Keyword searching and trending is a lot of fun and undoubtedly genuinely useful for analyzing the text of S.E.C. document filings rather than the numbers. But text-based keyword searching does not ensure like-for-like comparability in the same way that tag-based searching can do – especially for numeric data. Something that becomes more important when financially significant decisions may be made based on the analysis results.


Tags:



  • Pingback: Tweets that mention Text vs. Tag Analytics | Rivet Software -- Topsy.com

  • Persaples68

    Great article. It is very helpful to have an understanding of the differences of text vs. tag and how XBRL works.
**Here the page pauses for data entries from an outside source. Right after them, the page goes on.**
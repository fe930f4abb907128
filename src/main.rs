//! `leadsheet` - turn OCR results of a lead sheet into a Nashville chord chart.
//!
//! Usage:
//!   `leadsheet --key G [--title "Amazing Grace"] [--author NAME]... [--threshold PX]
//!              [--alignment line|nearest] [NAME=]ocr.json...`
//!
//! Each input file is one selected region of the sheet; its section name is
//! `NAME` if given, otherwise the file stem. The chart is printed as JSON.

use std::path::{Path, PathBuf};

use leadsheet::config::{parse_threshold, Config};
use leadsheet::error::{Error, Result};
use leadsheet::ocr::load_ocr_file;
use leadsheet::{analyze_sections, ChartHeader, SectionRequest, SongChart};

const USAGE_HINT: &str =
    "Usage: leadsheet --key KEY [--title T] [--author A]... [--threshold PX] [--alignment line|nearest] [NAME=]ocr.json...";

#[derive(Debug, Default)]
struct Args {
    key: Option<String>,
    title: Option<String>,
    authors: Vec<String>,
    threshold: Option<String>,
    alignment: Option<String>,
    inputs: Vec<(String, PathBuf)>,
}

fn parse_args(args: impl IntoIterator<Item = String>) -> Result<Args> {
    let mut parsed = Args::default();
    let mut args = args.into_iter();

    while let Some(arg) = args.next() {
        let mut value = |flag: &str| {
            args.next()
                .ok_or_else(|| Error::config(format!("{flag} needs a value"), USAGE_HINT))
        };
        match arg.as_str() {
            "--key" | "-k" => parsed.key = Some(value("--key")?),
            "--title" | "-t" => parsed.title = Some(value("--title")?),
            "--author" | "-a" => parsed.authors.push(value("--author")?),
            "--threshold" => parsed.threshold = Some(value("--threshold")?),
            "--alignment" => parsed.alignment = Some(value("--alignment")?),
            flag if flag.starts_with('-') => {
                return Err(Error::config(format!("unknown option {flag}"), USAGE_HINT));
            }
            input => parsed.inputs.push(section_input(input)),
        }
    }

    if parsed.inputs.is_empty() {
        return Err(Error::config("no OCR input files given", USAGE_HINT));
    }
    Ok(parsed)
}

/// `Verse 1=verse.json` names the section; a bare path uses its file stem.
fn section_input(arg: &str) -> (String, PathBuf) {
    if let Some((name, path)) = arg.split_once('=') {
        if !name.is_empty() && !path.is_empty() {
            return (name.to_string(), PathBuf::from(path));
        }
    }
    let path = PathBuf::from(arg);
    let name = Path::new(arg)
        .file_stem()
        .map_or_else(|| arg.to_string(), |s| s.to_string_lossy().into_owned());
    (name, path)
}

fn run() -> Result<()> {
    let args = parse_args(std::env::args().skip(1))?;

    let mut config = Config::load()?;
    if let Some(threshold) = &args.threshold {
        config.y_threshold = parse_threshold(threshold)?;
    }
    if let Some(alignment) = &args.alignment {
        config.alignment = alignment.parse()?;
    }

    let key = args
        .key
        .ok_or_else(|| Error::config("the song key is required", "Pass --key, e.g. --key G"))?;
    let lexicon = config.lexicon()?;
    if !lexicon.contains_key(&key) {
        return Err(Error::config(
            format!("key {key:?} is not in the chord lexicon (known: {})", lexicon.key_names().join(", ")),
            "Use one of the listed key names",
        ));
    }

    let requests = args
        .inputs
        .iter()
        .map(|(name, path)| load_ocr_file(path).map(|page| SectionRequest::new(name.clone(), key.clone(), page)))
        .collect::<Result<Vec<_>>>()?;

    let sections = analyze_sections(&requests, &lexicon, &config.analysis_options());

    let mut chart = SongChart::new(ChartHeader { name: args.title, key: Some(key), authors: args.authors });
    chart.extend(sections);
    println!("{}", chart.to_json_pretty()?);
    Ok(())
}

fn main() {
    tracing_subscriber::fmt()
        .with_writer(std::io::stderr)
        .with_env_filter(
            tracing_subscriber::EnvFilter::from_default_env()
                .add_directive(tracing::Level::WARN.into()),
        )
        .init();

    if let Err(err) = run() {
        eprintln!("Error: {err}");
        std::process::exit(1);
    }
}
Thanks also for pointing out InvestorScopes, quite interesting information there and seems like a great resource for non-numerical trending as you mentioned.

    • Stewart Mckie

      Thanks for your comment. Of course the ideal solution is to have a combined analysis tool that does both – uses text analysis for finding textual items of interest and tag analysis for scrutinizing the numbers via the tag metadata. If I really want to analyze corporate private jet use I want to know who and how they are being used, which text analysis can help with, and how much is being spent on it, which tag analysis could help with. Then I get the full picture with optimum financial comparability.

      • Kenlogen

        This is really very useful information, I really like this blog and Investorscopes.com, How XBRL tag meta data will give the financial information, here suppose you search for private jet for all the filings then all the financial data ( XBRL tag meta) for those filing which contain the keyword private jet should be visible to the users.and not sure how you can see how much spend on the private jet from the XBRL data. can you expalin this, this will really help user to make there Investment decision.

        • Stewart Mckie

          This is a great question because it highlights an issue that relates to note tagging. When a note is tagged as a block there is likely to be financial data within the note that remains buried and not connected to tagged numbers elsewhere in a report. For example our private jet note contains the cost the company was billed for corporate use of the jet. But you can't drill up from or down to this number because it won't be tagged itself nor will it refer to some other 'operational expenses' tag. In this case you, as a human, must extrapolate the financial data from the note and make the connection manually. What would be interesting would be to extract all notes from the XBRL instance, find all numbers within those notes and tag them with selected keywords found by analyzing the text around them. Then our text search for 'jet' could not only bring up the text but also highlight numerics that have been found and associated with the keyword 'jet'.

  • D Stephenson

    It seems to me that text-based searching through Wordles or the site you mentioned are sometimes relevatory (in the homeland security part of my work I've analyzed several bin Laden speeches, and was surprised that the word that came up far more frequently than the U.S. was corporations. Who would have predicted that?) but is at best justifiable only after you've used the full range of tag-based searching, especially to allow apples-to-apples comparisons between two companies.

    • Stewart Mckie

      Thanks for your comment. As I said below and you have suggested, it's the combination of the two types of analysis that could prove very powerful. By doing the tag-based search first to find 'chunks' of data that are truly comparable and then also text searching in relation to these comparable-chunks you stand a better chance of ensuring (a) you are comparing apples-to-apples and (b) the text matches are within a well-scoped contextual domain.

      I'm assuming you are the D Stephenson of the forthcoming book 'Data Dynamite: liberate data to transform our world'. Perhaps you would like to post your chapter 1 download link here as a comment?